▶ ASSIGNMENT:
Below is a listing from which only part is wanted; return exactly the lines from the one with "report.tally(&era.slug, result.into())?;" up to and including the one with "pub(in crate::seed) async fn seed_characters(&self)".

---------- THE INPUT ----------

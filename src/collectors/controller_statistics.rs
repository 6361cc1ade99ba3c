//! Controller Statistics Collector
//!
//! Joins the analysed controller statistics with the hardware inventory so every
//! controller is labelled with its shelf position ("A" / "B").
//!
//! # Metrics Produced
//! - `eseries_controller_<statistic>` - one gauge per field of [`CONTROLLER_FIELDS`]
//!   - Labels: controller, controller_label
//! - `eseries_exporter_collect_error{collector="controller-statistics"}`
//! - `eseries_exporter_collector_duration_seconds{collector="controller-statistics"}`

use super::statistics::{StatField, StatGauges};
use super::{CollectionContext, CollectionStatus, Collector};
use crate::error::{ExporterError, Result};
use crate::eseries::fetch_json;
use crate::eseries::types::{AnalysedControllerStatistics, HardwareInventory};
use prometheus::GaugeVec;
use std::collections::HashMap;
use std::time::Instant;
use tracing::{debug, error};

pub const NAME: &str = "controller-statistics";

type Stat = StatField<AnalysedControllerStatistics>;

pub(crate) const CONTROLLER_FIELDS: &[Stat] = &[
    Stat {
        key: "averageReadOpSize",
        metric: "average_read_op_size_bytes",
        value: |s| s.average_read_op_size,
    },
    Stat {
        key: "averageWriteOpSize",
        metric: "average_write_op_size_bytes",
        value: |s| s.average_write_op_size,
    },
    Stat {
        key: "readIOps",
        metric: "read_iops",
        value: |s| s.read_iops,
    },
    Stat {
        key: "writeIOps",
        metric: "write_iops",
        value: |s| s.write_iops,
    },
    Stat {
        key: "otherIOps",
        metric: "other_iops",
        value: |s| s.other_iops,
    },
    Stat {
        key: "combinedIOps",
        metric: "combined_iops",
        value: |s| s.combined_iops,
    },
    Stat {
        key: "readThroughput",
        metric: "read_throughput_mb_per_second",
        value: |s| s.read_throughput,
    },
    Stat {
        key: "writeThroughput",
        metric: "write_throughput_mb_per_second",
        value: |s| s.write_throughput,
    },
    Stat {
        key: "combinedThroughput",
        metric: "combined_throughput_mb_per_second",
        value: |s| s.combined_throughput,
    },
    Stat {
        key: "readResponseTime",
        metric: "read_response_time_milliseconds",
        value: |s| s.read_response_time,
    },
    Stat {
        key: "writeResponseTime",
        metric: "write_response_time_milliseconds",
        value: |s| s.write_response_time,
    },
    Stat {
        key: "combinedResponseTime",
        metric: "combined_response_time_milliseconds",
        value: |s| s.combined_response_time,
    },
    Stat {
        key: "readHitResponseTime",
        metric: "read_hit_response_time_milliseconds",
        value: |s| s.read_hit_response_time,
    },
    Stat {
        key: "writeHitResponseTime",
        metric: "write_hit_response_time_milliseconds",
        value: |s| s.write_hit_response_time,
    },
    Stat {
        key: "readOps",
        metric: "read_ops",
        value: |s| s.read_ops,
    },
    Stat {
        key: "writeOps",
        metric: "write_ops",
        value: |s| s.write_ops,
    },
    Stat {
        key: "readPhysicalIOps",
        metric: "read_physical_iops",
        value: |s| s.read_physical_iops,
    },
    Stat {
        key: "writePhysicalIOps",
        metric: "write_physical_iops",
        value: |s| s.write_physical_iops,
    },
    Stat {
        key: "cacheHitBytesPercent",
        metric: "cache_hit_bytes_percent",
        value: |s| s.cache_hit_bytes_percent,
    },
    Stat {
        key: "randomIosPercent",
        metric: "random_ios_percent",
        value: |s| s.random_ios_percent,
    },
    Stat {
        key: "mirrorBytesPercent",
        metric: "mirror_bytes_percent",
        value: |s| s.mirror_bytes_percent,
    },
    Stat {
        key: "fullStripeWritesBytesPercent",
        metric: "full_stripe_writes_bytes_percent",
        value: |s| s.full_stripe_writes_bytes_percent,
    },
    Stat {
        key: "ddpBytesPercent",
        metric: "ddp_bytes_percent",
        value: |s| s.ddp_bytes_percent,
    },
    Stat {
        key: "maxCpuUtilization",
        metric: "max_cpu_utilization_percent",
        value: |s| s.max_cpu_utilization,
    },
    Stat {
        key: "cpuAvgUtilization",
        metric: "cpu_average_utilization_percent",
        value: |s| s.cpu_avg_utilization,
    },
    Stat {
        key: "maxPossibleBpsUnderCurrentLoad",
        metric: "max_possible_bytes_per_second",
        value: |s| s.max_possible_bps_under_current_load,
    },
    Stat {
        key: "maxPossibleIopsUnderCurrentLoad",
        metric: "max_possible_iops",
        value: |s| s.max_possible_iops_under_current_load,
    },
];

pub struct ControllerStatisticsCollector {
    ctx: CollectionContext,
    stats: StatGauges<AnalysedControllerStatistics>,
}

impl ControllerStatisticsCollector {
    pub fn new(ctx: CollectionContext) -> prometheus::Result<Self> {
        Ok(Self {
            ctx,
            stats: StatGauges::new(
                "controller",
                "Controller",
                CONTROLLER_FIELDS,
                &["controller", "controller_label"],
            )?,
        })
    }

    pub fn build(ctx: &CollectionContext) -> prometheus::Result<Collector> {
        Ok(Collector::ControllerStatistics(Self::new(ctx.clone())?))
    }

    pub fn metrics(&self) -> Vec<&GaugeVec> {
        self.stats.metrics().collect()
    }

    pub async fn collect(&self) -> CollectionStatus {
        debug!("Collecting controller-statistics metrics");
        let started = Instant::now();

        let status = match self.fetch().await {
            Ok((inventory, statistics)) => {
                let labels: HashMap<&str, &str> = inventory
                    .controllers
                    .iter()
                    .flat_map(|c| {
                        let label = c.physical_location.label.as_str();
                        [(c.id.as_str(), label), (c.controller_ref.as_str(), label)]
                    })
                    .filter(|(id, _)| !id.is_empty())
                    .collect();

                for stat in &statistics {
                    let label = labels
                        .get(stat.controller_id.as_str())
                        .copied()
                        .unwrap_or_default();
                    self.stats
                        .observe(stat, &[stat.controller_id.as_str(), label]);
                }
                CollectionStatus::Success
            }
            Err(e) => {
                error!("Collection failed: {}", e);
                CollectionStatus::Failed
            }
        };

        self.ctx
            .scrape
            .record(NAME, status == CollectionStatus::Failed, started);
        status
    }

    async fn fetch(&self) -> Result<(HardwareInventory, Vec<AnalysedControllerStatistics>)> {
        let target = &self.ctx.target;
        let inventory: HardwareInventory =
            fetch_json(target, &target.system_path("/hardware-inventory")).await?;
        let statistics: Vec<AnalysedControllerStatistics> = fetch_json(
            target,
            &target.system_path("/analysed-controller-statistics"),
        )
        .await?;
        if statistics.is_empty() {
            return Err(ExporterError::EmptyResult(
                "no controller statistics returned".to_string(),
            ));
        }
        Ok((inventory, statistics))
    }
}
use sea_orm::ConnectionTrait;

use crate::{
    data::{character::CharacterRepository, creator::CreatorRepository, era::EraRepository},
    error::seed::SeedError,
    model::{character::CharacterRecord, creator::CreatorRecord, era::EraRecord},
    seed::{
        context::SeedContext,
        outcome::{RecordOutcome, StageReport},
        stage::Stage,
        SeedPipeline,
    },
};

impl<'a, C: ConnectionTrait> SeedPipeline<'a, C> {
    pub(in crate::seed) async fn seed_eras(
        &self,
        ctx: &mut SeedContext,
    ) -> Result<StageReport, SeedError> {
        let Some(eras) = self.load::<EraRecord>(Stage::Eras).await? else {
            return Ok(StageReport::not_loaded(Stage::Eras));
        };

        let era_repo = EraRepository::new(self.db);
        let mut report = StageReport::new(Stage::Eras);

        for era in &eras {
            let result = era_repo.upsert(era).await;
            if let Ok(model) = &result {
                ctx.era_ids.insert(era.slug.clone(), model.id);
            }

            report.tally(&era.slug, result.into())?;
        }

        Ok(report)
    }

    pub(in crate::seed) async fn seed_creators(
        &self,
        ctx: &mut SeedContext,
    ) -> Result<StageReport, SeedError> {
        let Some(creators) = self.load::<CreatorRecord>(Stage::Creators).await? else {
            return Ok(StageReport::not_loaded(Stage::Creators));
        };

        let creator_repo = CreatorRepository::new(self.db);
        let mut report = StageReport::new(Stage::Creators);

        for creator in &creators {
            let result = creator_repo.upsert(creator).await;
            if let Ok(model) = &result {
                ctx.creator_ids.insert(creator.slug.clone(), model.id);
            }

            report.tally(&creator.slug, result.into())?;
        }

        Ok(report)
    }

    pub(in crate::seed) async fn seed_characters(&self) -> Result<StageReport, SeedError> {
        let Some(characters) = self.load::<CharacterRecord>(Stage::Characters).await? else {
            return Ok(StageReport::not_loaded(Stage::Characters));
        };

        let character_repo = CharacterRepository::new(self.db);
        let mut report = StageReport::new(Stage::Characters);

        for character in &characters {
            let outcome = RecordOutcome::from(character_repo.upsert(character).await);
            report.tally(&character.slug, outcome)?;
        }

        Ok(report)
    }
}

----------

▶ RESULT OF THE EXERCISE:
            report.tally(&era.slug, result.into())?;
        }

        Ok(report)
    }

    pub(in crate::seed) async fn seed_creators(
        &self,
        ctx: &mut SeedContext,
    ) -> Result<StageReport, SeedError> {
        let Some(creators) = self.load::<CreatorRecord>(Stage::Creators).await? else {
            return Ok(StageReport::not_loaded(Stage::Creators));
        };

        let creator_repo = CreatorRepository::new(self.db);
        let mut report = StageReport::new(Stage::Creators);

        for creator in &creators {
            let result = creator_repo.upsert(creator).await;
            if let Ok(model) = &result {
                ctx.creator_ids.insert(creator.slug.clone(), model.id);
            }

            report.tally(&creator.slug, result.into())?;
        }

        Ok(report)
    }

    pub(in crate::seed) async fn seed_characters(&self) -> Result<StageReport, SeedError> {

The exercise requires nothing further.